Plot: What’s it about?
A family has moved from the hustle & bustle of New York to the more relaxed setting of New England, but as they soon discover, their new home isn’t as peaceful as they might think. The new house is a lush one and has spacious surroundings, but it has a troubled past, as the previous owner was the nefarious Dr. Freudstein. The basement of the home was a lab of sorts, where Freudstein would conduct strange experiments, usually involving humans. It seems that while the Doctor has moved on, part of his experimental legacy has remained behind, as there is something eerie that still calls the basement home. A monstrous creature is present down in that dank basement and it needs to kill, in order to gain more cells from the victims, which in turn keep it alive a while longer. This beautiful home is about to be terrorized and while the family thinks this is a restful place, they’re about to be thrust into a battle for their very lives!
This is what Lucio Fulci flicks are all about, lush sets, intense visuals, eerie atmosphere, and of course, buckets of blood. I am so pleased to own this one in high definition, especially in this complete and uncut edition, to be sure. Yes, the plot gets a little muddled, but this is a horror movie after, so we need to keep that in mind, I think. The storyline is stable enough to hang the other elements on and that proves to be enough, although some instances do seem out of place, I have to admit. But then again, I think the strange plot movements are a part of Fulci’s cinema, so fans of his work won’t be taken back, not by any means. So if you’re a jerk and want to pick out problems, then you can, but why would you in a flick like The House by the Cemetery? In the end, this movie has some great suspense, entrancing visuals, and enough gore to keep the Fulci devotees more than pleased. I highly recommend this release to fans of blood soaked horror movies, as the film more than delivers and this disc is a very good edition.

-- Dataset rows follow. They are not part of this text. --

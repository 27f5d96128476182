//! Tenant identity and resolution of the active tenant.

use std::{
    fmt::{self, Display},
    sync::{Arc, Mutex},
};

use serde::{Deserialize, Serialize};

/// Identifies an isolated customer account (a company).
///
/// Every row and every persisted snapshot is partitioned by this key.
#[derive(Debug, Clone, PartialEq, Eq, Hash, Serialize, Deserialize)]
#[serde(transparent)]
pub struct TenantId(String);

impl TenantId {
    /// Create a tenant id from its opaque string form.
    pub fn new(id: impl Into<String>) -> Self {
        Self(id.into())
    }

    /// The opaque string form of the id.
    pub fn as_str(&self) -> &str {
        &self.0
    }
}

impl Display for TenantId {
    fn fmt(&self, f: &mut fmt::Formatter<'_>) -> fmt::Result {
        write!(f, "{}", self.0)
    }
}

impl From<&str> for TenantId {
    fn from(id: &str) -> Self {
        Self::new(id)
    }
}

/// Resolves the identifier of the currently active tenant.
///
/// Implementations must be synchronous and side-effect free. `None` means no
/// tenant is selected: the replica refuses writes and returns empty reads in
/// that state rather than touching an unscoped namespace.
pub trait TenantResolver {
    /// The tenant the session is currently acting for, if any.
    fn current_tenant(&self) -> Option<TenantId>;
}

/// Process-wide session state holding the active tenant.
///
/// Clones share the same underlying state, so the handle given to the ledger
/// and the handle kept by the login/account-switch flow observe each other's
/// changes. Switching tenants through [SessionTenant::switch] is what causes
/// the replica to discard its in-memory table on the next access.
#[derive(Debug, Clone, Default)]
pub struct SessionTenant {
    active: Arc<Mutex<Option<TenantId>>>,
}

impl SessionTenant {
    /// Create session state with no active tenant.
    pub fn new() -> Self {
        Self::default()
    }

    /// Create session state with `tenant` already active.
    pub fn with_active(tenant: TenantId) -> Self {
        Self {
            active: Arc::new(Mutex::new(Some(tenant))),
        }
    }

    /// Change the active tenant. `None` deselects any tenant.
    pub fn switch(&self, tenant: Option<TenantId>) {
        *self.active.lock().unwrap() = tenant;
    }
}

impl TenantResolver for SessionTenant {
    fn current_tenant(&self) -> Option<TenantId> {
        self.active.lock().unwrap().clone()
    }
}

#[cfg(test)]
mod session_tenant_tests {
    use super::{SessionTenant, TenantId, TenantResolver};

    #[test]
    fn starts_without_tenant() {
        let session = SessionTenant::new();

        assert_eq!(session.current_tenant(), None);
    }

    #[test]
    fn switch_is_visible_to_clones() {
        let session = SessionTenant::new();
        let handle = session.clone();

        session.switch(Some(TenantId::new("acme")));

        assert_eq!(handle.current_tenant(), Some(TenantId::new("acme")));
    }

    #[test]
    fn switch_to_none_deselects() {
        let session = SessionTenant::with_active(TenantId::new("acme"));

        session.switch(None);

        assert_eq!(session.current_tenant(), None);
    }
}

I wouldn’t call this his best work, but The House by the Cemetery is a great movie and I think it ranks with director Lucio Fulci’s better efforts. He sticks in plenty of his trademark elements, such as well crafted visuals, a tense atmosphere, a supernatural scope, and in this case, he paints the screen red with blood, which adds to the experience. I am a fan of gore movies and Fulci knew when to pile it on, so while not all of his efforts were soaked in the red stuff, this flick has a good amount and the effects are executed well also. As usual, he seems to allow the story to wander off the beaten path, which seems to be the main complaint people have here, although I think the oddball moments just enhance the unusual atmosphere. Other films directed by Fulci include The Smuggler, Manhattan Baby, Zombie, The Black Cat, The Beyond, The New York Ripper, and Slashdance. The cast here includes Paolo Marco (The Sinful Nuns of St. Valentine), Ania Pieroni (Tenebre, Inferno), and Giovanni Frezza (A Blade in the Dark, Demons).
Video: How does it look?
The House by the Cemetery is presented in 2.35:1 widescreen. This is a Blue Underground release, so of course the movie looks better than ever. The print looks great, putting previous releases to shame. This allows the detail to come through like never before, almost like watching it for the first time again. The dark visuals are bolstered by consistent, accurate contrast, so even in the shadows, the visuals never become murky. Another top notch visual effort from Blue Underground.
Audio: How does it sound?
An Italian mono soundtrack is provided and while not remarkable, it sounds good. The track has a lot less unwanted noise than previous editions, so hiss and other age related woes are minimal. The music sounds quite good and sound effects are fine, though a touch thin at times. So for a mono soundtrack from 1981, this sounds more than reasonable. This disc also includes an English language track, as well as subtitles in English, Spanish, and French.
Supplements: What are the extras?
A host of interviews (all presented in HD) can be found here. You can view conversations with numerous cast members, the writers, special effects team members, and the cinematographer. So you’ll have varied perspectives and a wealth of behind the scenes information to explore. This disc also includes a deleted scene, promotional artwork, a television spot, and two of the film’s theatrical trailers.